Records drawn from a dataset
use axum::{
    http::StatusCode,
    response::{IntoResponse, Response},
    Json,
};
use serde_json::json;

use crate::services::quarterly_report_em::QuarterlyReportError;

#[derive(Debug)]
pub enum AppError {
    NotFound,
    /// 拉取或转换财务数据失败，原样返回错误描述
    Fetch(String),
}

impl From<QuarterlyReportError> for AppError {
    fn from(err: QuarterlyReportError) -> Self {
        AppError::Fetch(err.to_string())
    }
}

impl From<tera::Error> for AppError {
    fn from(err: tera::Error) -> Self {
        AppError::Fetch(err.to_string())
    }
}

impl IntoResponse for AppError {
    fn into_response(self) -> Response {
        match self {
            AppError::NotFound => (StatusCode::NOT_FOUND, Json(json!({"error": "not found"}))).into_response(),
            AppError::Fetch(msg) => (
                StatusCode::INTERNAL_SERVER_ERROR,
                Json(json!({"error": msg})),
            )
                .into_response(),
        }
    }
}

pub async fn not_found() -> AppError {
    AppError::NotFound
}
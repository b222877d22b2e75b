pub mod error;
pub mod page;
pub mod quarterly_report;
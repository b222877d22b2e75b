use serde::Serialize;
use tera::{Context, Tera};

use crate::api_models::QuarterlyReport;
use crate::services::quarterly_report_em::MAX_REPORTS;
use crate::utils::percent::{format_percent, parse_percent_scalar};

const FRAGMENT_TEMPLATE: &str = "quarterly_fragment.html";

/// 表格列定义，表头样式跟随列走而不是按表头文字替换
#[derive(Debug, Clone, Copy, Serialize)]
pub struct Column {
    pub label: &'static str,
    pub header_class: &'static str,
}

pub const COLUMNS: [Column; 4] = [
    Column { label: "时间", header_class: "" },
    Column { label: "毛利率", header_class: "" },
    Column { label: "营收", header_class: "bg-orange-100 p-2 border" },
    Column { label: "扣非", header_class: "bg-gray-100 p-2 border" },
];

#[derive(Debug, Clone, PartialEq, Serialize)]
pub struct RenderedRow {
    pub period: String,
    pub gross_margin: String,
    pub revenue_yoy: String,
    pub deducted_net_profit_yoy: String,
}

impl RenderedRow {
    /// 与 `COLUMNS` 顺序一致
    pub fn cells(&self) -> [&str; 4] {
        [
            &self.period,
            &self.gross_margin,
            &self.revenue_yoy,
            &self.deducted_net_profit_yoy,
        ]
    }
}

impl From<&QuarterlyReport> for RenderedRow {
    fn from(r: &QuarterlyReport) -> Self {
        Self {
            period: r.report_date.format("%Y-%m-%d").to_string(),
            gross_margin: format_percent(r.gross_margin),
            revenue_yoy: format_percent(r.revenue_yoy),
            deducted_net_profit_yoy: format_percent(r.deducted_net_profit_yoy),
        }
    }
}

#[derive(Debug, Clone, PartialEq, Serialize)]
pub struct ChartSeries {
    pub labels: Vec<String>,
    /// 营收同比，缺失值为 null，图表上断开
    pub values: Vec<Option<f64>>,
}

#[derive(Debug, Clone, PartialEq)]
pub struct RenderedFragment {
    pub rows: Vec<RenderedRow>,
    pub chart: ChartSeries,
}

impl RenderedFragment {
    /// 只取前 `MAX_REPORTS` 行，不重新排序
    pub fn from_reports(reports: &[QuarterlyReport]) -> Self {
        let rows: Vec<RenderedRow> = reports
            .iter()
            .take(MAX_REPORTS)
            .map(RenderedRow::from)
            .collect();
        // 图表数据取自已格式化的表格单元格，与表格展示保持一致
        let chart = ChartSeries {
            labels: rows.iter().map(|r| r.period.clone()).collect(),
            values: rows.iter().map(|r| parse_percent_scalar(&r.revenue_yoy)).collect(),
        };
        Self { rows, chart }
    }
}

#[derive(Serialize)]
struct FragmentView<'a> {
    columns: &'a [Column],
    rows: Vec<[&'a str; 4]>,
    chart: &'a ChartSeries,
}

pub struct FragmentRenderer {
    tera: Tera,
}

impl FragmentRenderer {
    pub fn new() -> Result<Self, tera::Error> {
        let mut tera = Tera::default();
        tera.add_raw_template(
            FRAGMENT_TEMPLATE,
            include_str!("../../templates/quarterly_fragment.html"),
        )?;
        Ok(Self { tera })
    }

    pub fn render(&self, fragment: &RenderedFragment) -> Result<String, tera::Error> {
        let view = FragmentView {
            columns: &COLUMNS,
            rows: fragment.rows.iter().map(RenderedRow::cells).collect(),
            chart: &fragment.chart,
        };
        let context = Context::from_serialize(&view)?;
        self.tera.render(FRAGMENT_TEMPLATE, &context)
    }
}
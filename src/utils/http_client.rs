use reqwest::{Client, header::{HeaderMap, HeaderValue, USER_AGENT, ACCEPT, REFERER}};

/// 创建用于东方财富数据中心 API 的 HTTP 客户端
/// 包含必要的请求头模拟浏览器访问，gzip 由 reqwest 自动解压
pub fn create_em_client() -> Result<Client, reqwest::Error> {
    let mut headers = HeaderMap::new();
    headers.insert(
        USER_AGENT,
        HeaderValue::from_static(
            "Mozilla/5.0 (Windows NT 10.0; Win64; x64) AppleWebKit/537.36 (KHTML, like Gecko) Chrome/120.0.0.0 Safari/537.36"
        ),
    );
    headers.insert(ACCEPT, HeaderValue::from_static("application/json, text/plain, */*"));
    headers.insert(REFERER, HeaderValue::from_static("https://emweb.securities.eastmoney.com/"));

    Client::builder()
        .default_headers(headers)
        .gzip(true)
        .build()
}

---

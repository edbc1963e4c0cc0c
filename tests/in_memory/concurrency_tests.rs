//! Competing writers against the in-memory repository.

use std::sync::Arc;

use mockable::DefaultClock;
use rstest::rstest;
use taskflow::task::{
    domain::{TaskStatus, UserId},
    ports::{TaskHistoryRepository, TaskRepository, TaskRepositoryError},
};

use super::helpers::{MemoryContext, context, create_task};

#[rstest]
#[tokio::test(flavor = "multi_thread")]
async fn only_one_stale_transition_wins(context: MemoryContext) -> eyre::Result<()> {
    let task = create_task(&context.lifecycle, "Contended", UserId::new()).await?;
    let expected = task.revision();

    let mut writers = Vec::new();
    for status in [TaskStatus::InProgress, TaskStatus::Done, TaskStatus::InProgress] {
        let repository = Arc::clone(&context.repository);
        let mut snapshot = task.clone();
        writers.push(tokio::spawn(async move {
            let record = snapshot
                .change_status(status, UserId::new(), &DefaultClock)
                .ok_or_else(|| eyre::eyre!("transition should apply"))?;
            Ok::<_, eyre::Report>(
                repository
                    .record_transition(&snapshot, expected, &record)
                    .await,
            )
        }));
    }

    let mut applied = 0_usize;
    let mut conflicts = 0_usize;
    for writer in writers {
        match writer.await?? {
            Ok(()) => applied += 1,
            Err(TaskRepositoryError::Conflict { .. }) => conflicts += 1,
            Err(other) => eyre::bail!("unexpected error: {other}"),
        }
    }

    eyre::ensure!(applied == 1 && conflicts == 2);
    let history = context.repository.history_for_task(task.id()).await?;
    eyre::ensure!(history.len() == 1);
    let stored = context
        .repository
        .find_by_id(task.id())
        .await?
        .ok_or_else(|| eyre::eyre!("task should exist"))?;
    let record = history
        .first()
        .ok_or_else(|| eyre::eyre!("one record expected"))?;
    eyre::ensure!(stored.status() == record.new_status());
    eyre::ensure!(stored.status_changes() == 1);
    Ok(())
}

==

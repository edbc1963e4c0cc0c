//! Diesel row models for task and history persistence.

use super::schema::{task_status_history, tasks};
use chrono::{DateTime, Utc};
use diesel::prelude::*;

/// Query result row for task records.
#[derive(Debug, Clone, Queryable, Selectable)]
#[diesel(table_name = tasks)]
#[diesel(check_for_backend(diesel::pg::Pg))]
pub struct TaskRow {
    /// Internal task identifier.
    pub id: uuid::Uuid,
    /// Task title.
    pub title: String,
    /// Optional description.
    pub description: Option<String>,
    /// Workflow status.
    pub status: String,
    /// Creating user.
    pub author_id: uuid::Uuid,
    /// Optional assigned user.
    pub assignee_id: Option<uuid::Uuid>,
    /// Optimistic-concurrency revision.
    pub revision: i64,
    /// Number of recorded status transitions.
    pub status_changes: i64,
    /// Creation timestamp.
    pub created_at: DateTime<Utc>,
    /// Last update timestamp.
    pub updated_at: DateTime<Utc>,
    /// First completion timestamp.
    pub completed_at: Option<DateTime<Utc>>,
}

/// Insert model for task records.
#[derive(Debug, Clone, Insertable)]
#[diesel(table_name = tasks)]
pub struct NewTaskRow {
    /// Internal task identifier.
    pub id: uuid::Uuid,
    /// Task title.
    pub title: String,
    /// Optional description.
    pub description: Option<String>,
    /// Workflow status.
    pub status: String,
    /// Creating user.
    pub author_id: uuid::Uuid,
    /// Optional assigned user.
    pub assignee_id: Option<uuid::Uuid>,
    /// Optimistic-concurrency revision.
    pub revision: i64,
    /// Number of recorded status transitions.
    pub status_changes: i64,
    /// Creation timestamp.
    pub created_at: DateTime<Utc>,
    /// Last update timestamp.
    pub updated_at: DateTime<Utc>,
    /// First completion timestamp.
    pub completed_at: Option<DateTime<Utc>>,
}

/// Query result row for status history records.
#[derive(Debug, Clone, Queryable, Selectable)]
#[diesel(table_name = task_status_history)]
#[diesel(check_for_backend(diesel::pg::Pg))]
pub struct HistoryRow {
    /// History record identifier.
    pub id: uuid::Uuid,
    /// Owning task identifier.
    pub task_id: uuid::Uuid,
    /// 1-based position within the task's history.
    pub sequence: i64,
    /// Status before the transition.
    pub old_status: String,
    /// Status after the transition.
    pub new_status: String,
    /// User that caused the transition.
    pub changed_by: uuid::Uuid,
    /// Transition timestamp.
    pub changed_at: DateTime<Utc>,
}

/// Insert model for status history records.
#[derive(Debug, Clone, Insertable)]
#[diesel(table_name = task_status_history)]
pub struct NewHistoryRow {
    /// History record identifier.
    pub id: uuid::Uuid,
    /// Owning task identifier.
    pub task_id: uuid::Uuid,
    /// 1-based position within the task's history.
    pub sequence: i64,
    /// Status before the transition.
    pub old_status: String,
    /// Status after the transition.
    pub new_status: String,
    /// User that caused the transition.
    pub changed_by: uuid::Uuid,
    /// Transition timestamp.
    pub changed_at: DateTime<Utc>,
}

#### [Task statement]
Check the entries above line by line and return each one containing the word "ACCEPT".

#### [Expected output]
use reqwest::{Client, header::{HeaderMap, HeaderValue, USER_AGENT, ACCEPT, REFERER}};
    headers.insert(ACCEPT, HeaderValue::from_static("application/json, text/plain, */*"));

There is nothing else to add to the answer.